Around 2,500 years ago in the mountains of western China, people used cannabis to regularly get high during rituals—according to an excavation that dug up the oldest evidence of weed-smoking ever to be found.
Proof of ancient cannabis-smoking has come in the form of ten wooden burners and charred pebbles that contained residue of a particularly potent strain. The kits were found in the Jirzankal cemetery in the Pamir Mountains lying near the border with Pakistan and Tajikistan, which may have been near an ancient trade route of the early Silk Road.
This is a typical brazier and burnt stones in ancient Pamirs.
The find, which was unveiled in a new study published Wednesday, proves that while cannabis has been cultivated as a crop for millennia, humans have also been using it for what it’s best known for today: smoking up and getting high.
Study author Robert Spengler, an archaeobotanist at the Max Planck Institute for the Science of Human History in Jena, Germany, said in a statement:
“Our study implies that knowledge of cannabis smoking and specific high-chemical-producing varieties of the cannabis plant were among the cultural traditions that spread along these exchange routes.
Modern perspectives on cannabis vary tremendously cross-culturally, but it is clear that the plant has a long history of human use, medicinally, ritually, and recreationally, over countless millennia.”
Archaeologists believe that the smoking sessions were a part of burial ceremonies where it may have been possible that the smokers hoped to communicate with the dead.
While remnants of the plant have been found at ancients sites in Central Asia in the past, the new discovery clearly points to the intentional inhalation, rather than ingestion, of cannabis containing high levels of the active psychoactive compound, THC.
The fact that the cannabis residue contained such high amounts of THC, unlike wild varieties of cannabis that have low levels of the compound, has led researchers to believe that people were discerning in their approach to the plant and purposely interacted with specific plant populations, according to study co-author Nicole Boivin, also of the Max Planck Institute.

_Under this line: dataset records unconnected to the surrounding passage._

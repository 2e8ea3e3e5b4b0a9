use std::sync::Arc;

use axum::{
    extract::State,
    http::StatusCode,
    response::{IntoResponse, Response},
    routing::{get, post},
    Router,
};
use chrono::{Local, NaiveDateTime};
use serde::{Deserialize, Serialize};

use crate::error::AppError;

use super::catalog::{self, CatalogEntry, CATALOG_VERSION};
use super::checkout::{CheckoutRedirects, PaymentInitiator};
use super::domain::FormState;
use super::reference::{
    TrafficConfigurationOption, WorkTypeGroup, SERVICE_CATEGORIES, TRAFFIC_CONFIGURATION_OPTIONS,
    WORK_TYPE_GROUPS,
};
use super::service::{IntakeService, WizardEvent};

#[derive(Debug, Clone, Default, Deserialize)]
#[serde(rename_all = "camelCase", default)]
pub struct EstimatePayload {
    pub form: FormState,
    pub now: Option<NaiveDateTime>,
}

#[derive(Debug, Clone, Default, Deserialize)]
#[serde(rename_all = "camelCase", default)]
pub struct ReplayPayload {
    pub events: Vec<WizardEvent>,
    pub now: Option<NaiveDateTime>,
}

#[derive(Debug, Clone, Default, Deserialize)]
#[serde(rename_all = "camelCase", default)]
pub struct CheckoutPayload {
    pub form: FormState,
    /// Site origin the provider redirects back to; the service default applies when absent.
    pub origin: Option<String>,
    pub now: Option<NaiveDateTime>,
}

/// Option lists and priced catalog the intake screens render from.
#[derive(Debug, Clone, Serialize)]
#[serde(rename_all = "camelCase")]
pub struct CatalogView {
    pub version: &'static str,
    pub service_categories: &'static [&'static str],
    pub work_type_groups: &'static [WorkTypeGroup],
    pub traffic_configurations: &'static [TrafficConfigurationOption],
    pub entries: &'static [CatalogEntry],
}

impl CatalogView {
    pub fn current() -> Self {
        Self {
            version: CATALOG_VERSION,
            service_categories: &SERVICE_CATEGORIES,
            work_type_groups: &WORK_TYPE_GROUPS,
            traffic_configurations: &TRAFFIC_CONFIGURATION_OPTIONS,
            entries: catalog::entries(),
        }
    }
}

/// Router builder exposing the estimate, replay and checkout endpoints.
pub fn intake_router<P>(service: Arc<IntakeService<P>>) -> Router
where
    P: PaymentInitiator + 'static,
{
    Router::new()
        .route("/api/v1/intake/catalog", get(catalog_handler))
        .route("/api/v1/intake/estimate", post(estimate_handler::<P>))
        .route("/api/v1/intake/replay", post(replay_handler::<P>))
        .route("/api/v1/intake/checkout", post(checkout_handler::<P>))
        .with_state(service)
}

fn local_now() -> NaiveDateTime {
    Local::now().naive_local()
}

pub(crate) async fn catalog_handler() -> Response {
    (StatusCode::OK, axum::Json(CatalogView::current())).into_response()
}

pub(crate) async fn estimate_handler<P>(
    State(service): State<Arc<IntakeService<P>>>,
    axum::Json(payload): axum::Json<EstimatePayload>,
) -> Response
where
    P: PaymentInitiator + 'static,
{
    let now = payload.now.unwrap_or_else(local_now);
    let estimate = service.estimate(&payload.form, now);
    (StatusCode::OK, axum::Json(estimate)).into_response()
}

pub(crate) async fn replay_handler<P>(
    State(service): State<Arc<IntakeService<P>>>,
    axum::Json(payload): axum::Json<ReplayPayload>,
) -> Response
where
    P: PaymentInitiator + 'static,
{
    let now = payload.now.unwrap_or_else(local_now);
    let outcome = service.replay(payload.events, now);
    (StatusCode::OK, axum::Json(outcome)).into_response()
}

pub(crate) async fn checkout_handler<P>(
    State(service): State<Arc<IntakeService<P>>>,
    axum::Json(payload): axum::Json<CheckoutPayload>,
) -> Response
where
    P: PaymentInitiator + 'static,
{
    let now = payload.now.unwrap_or_else(local_now);
    let redirects = payload
        .origin
        .as_deref()
        .filter(|origin| !origin.trim().is_empty())
        .map(CheckoutRedirects::for_origin);

    match service.checkout(&payload.form, redirects.as_ref(), now) {
        Ok(receipt) => (StatusCode::OK, axum::Json(receipt)).into_response(),
        Err(error) => AppError::from(error).into_response(),
    }
}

“The findings support the idea that cannabis plants were first used for their psychoactive compounds in the mountainous regions of eastern central Asia, thereafter spreading to other regions of the world.”.
However, the cannabis probably wasn’t smoked in bongs, pipes, or spliffs. Instead, it was likely burnt inside the wooden brazier over hot coals in a small, enclosed space where people inhaled the vapors.
Boivin told CNN:
“This is the only way that cannabis could have been smoked prior to the arrival of pipe technology, which is not until much later, it seems.”
Until now, archaeological evidence of people smoking cannabis has proven elusive. While it has been known that cannabis has had a presence in Asia since at least 4000 BC, this was mainly attributed to its oily seeds and fibers.
But what makes this latest find unique is that it proves how humans have long been curious about—and experimented with—different strains of cannabis. And in this case, the find indicates that consumers may have shown a preference for varieties of the plant with more potent psychoactive and medicinal properties.
“There has been a longstanding debate over the origins of cannabis smoking, there are many speculative claims of ancient use … This study provides the earliest unambiguous evidence for both elevated chemical production in the plant and also for the burning of the plant as a drug.”